The meaning of the term "flesh" appears to be so obvious that many would regard it as quite a waste of time to look up its various connections in Scripture. It is hastily assumed that the word is synonymous with the physical body, and so no careful investigation is made. Yet, in fact, "flesh" is used in Scripture to include far more than the physical side of our being. We read of "the will of the flesh" (John 1:13) and "the works of the flesh" (Gal 5:19), some of which are acts of the mind. We are forbidden to make provision for the flesh (Rom. 13:14), which certainly does not mean that we are to starve or neglect the body. When it is said "the Word was made flesh" (John 1:14) we are to understand that He took unto Himself an entire human nature, consisting of spirit (Luke 23:46), soul (John 12:27), and body. "In the days of His flesh" (Heb. 5:7) signifies the time of His humiliation, in contrast with His present exaltation and glory.

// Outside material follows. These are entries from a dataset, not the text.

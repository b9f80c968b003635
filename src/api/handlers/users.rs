//! User CRUD request handlers.

use axum::{
    Json,
    extract::{Path, State, rejection::PathRejection},
    http::StatusCode,
};
use utoipa_axum::router::OpenApiRouter;
use utoipa_axum::routes;

use crate::api::doc::USER_TAG;
use crate::api::dto::{
    CreateUserRequest, CreateUserResponse, ErrorResponse, UpdateUserRequest, UpdateUserResponse,
    UserResponse,
};
use crate::error::AppResult;
use crate::state::AppState;
use crate::utils::validate::ValidatedJson;

/// Creates user-related routes.
///
/// Routes:
/// - GET /        - List all users
/// - POST /       - Create a new user
/// - GET /{id}    - Get user by ID
/// - PATCH /{id}  - Partially update user by ID
/// - DELETE /{id} - Delete user by ID
pub fn user_routes() -> OpenApiRouter<AppState> {
    OpenApiRouter::new()
        .routes(routes!(list_users, create_user))
        .routes(routes!(get_user, update_user, delete_user))
}

/// GET /api/users - List all users ordered by id
#[utoipa::path(
    get,
    path = "/",
    tag = USER_TAG,
    responses(
        (status = 200, description = "All users", body = Vec<UserResponse>),
        (status = 503, description = "Store unavailable", body = ErrorResponse)
    )
)]
async fn list_users(State(state): State<AppState>) -> AppResult<Json<Vec<UserResponse>>> {
    let users = state.services.users.list_users().await?;
    Ok(Json(users.into_iter().map(UserResponse::from).collect()))
}

/// POST /api/users - Create new user
#[utoipa::path(
    post,
    path = "/",
    tag = USER_TAG,
    request_body = CreateUserRequest,
    responses(
        (status = 201, description = "User created", body = CreateUserResponse),
        (status = 400, description = "Invalid request", body = ErrorResponse),
        (status = 409, description = "Email already in use", body = ErrorResponse),
        (status = 422, description = "Unknown role, age below 18, or empty name/phone", body = ErrorResponse)
    )
)]
async fn create_user(
    State(state): State<AppState>,
    ValidatedJson(payload): ValidatedJson<CreateUserRequest>,
) -> AppResult<(StatusCode, Json<CreateUserResponse>)> {
    let user = state.services.users.create_user(payload.into_input()).await?;
    let response = CreateUserResponse {
        id: user.id,
        message: "User created successfully".to_string(),
    };
    Ok((StatusCode::CREATED, Json(response)))
}

/// GET /api/users/{id} - Get user by ID
#[utoipa::path(
    get,
    path = "/{id}",
    tag = USER_TAG,
    params(
        ("id" = i32, Path, description = "User ID")
    ),
    responses(
        (status = 200, description = "User found", body = UserResponse),
        (status = 404, description = "User not found", body = ErrorResponse)
    )
)]
async fn get_user(
    State(state): State<AppState>,
    path: Result<Path<i32>, PathRejection>,
) -> AppResult<Json<UserResponse>> {
    let Path(id) = path?;
    let user = state.services.users.get_user(id).await?;
    Ok(Json(UserResponse::from(user)))
}

/// PATCH /api/users/{id} - Partially update user
///
/// Only the supplied fields change. An empty body answers `no_changes`
/// without contacting the store.
#[utoipa::path(
    patch,
    path = "/{id}",
    tag = USER_TAG,
    params(
        ("id" = i32, Path, description = "User ID")
    ),
    request_body = UpdateUserRequest,
    responses(
        (status = 200, description = "Update applied or nothing to apply", body = UpdateUserResponse),
        (status = 404, description = "User not found", body = ErrorResponse),
        (status = 409, description = "Email already in use", body = ErrorResponse),
        (status = 422, description = "Constraint violation", body = ErrorResponse)
    )
)]
async fn update_user(
    State(state): State<AppState>,
    path: Result<Path<i32>, PathRejection>,
    ValidatedJson(payload): ValidatedJson<UpdateUserRequest>,
) -> AppResult<Json<UpdateUserResponse>> {
    let Path(id) = path?;
    let outcome = state
        .services
        .users
        .update_user(id, payload.into_update_user())
        .await?;
    Ok(Json(UpdateUserResponse::from(outcome)))
}

/// DELETE /api/users/{id} - Delete user
#[utoipa::path(
    delete,
    path = "/{id}",
    tag = USER_TAG,
    params(
        ("id" = i32, Path, description = "User ID")
    ),
    responses(
        (status = 204, description = "User deleted"),
        (status = 404, description = "User not found", body = ErrorResponse)
    )
)]
async fn delete_user(
    State(state): State<AppState>,
    path: Result<Path<i32>, PathRejection>,
) -> AppResult<StatusCode> {
    let Path(id) = path?;
    state.services.users.delete_user(id).await?;
    Ok(StatusCode::NO_CONTENT)
}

Again, the average reader of the Bible imagines that "the world" is the equivalent of the whole human race, and consequently many of the passages in which it occurs are wrongly interpreted. Many too suppose that the term "immortality" calls for no critical examination, concluding that it refers to the indestructibility of the soul. But we must never assume that we understand anything in God’s Word. If the concordance be consulted it will be found that "mortal" and "immortal" are never applied to man’s soul, but always to his body.

"Holy" and "sanctify" represent in our English Bibles one and the same Hebrew and Greek word in the original, but they are by no means employed with a uniform significance, being given quite a variety of scope and application — hence the diverse definitions of men. The word is such a pregnant one that no single English term can express it. That it signifies more than "set apart" is clear from what is said of the Nazarite: "all the days of his separation he is holy unto the Lord" (Num. 6:8)—"all the days of his separation he is separated" would be meaningless tautology. So of Christ, "holy, harmless, undefiled, separate from sinners" (Heb. 7:26), where "holy" means much more than "separate." When applied to God it imports His ineffable majesty (Isa. 57:15). In many passages it expresses a moral quality (Rom. 7:12; Titus 1:8). In others it refers to cleansing (Eph. 5:26; Heb. 9:13). Often it means to hallow or dedicate to God (Ex. 20:11; John 17:19). As the term is applied to the Christian it connotes, broadly speaking, (1) that sacred relationship Godward into which grace has brought us in Christ; (2) that blessed inward endowment by which the Spirit has made us meet for God and capacitated us to commune with Him; (3) the changed life resulting therefrom (Luke 1:75; 1 Pet. 1:15).

The word "judgment" is another which calls for real study. There are judgments of God’s mouth which His servants must faithfully declare (Ps. 119:13), namely the whole revelation of His will, the rule by which we are to walk and by which He will yet judge us. Those "judgments" (Ex. 21:1) are the Divine edicts which make known the difference between right and wrong. There are also judgments of God’s hand: "I know, O Lord, that Thy judgments are right, and that Thou in faithfulness hast afflicted me" (Ps. 119:75). Those are for the gracious discipline of His children; whereas those upon the wicked (Ezek. 5:15) are judicial curses and punishments. In some passages they express the whole of God’s providential ways, many of which are "a great deep" (Ps. 36:6), "unsearchable" (Rom. 11:33) to any finite mind, not to be pried into by us. They intimate His sovereign rule, for "righteousness and judgment are the habitation of His throne" (Ps. 97:2), likewise the rectitude of Christ’s administration (John 9:39). "He shall bring forth judgment to the Gentiles" (Isa. 42:1) imports the righteous doctrine of His Gospel. In Jude 14 and 15 the reference is to the solemn transactions of the last day. "Teach me good judgment and knowledge" (Ps. 119:66) is a request for discretion, a clearer apprehension to apply knowledge rightly. To "do justice and judgment" (Gen. 18:19) signifies to be equitable and just in our dealings.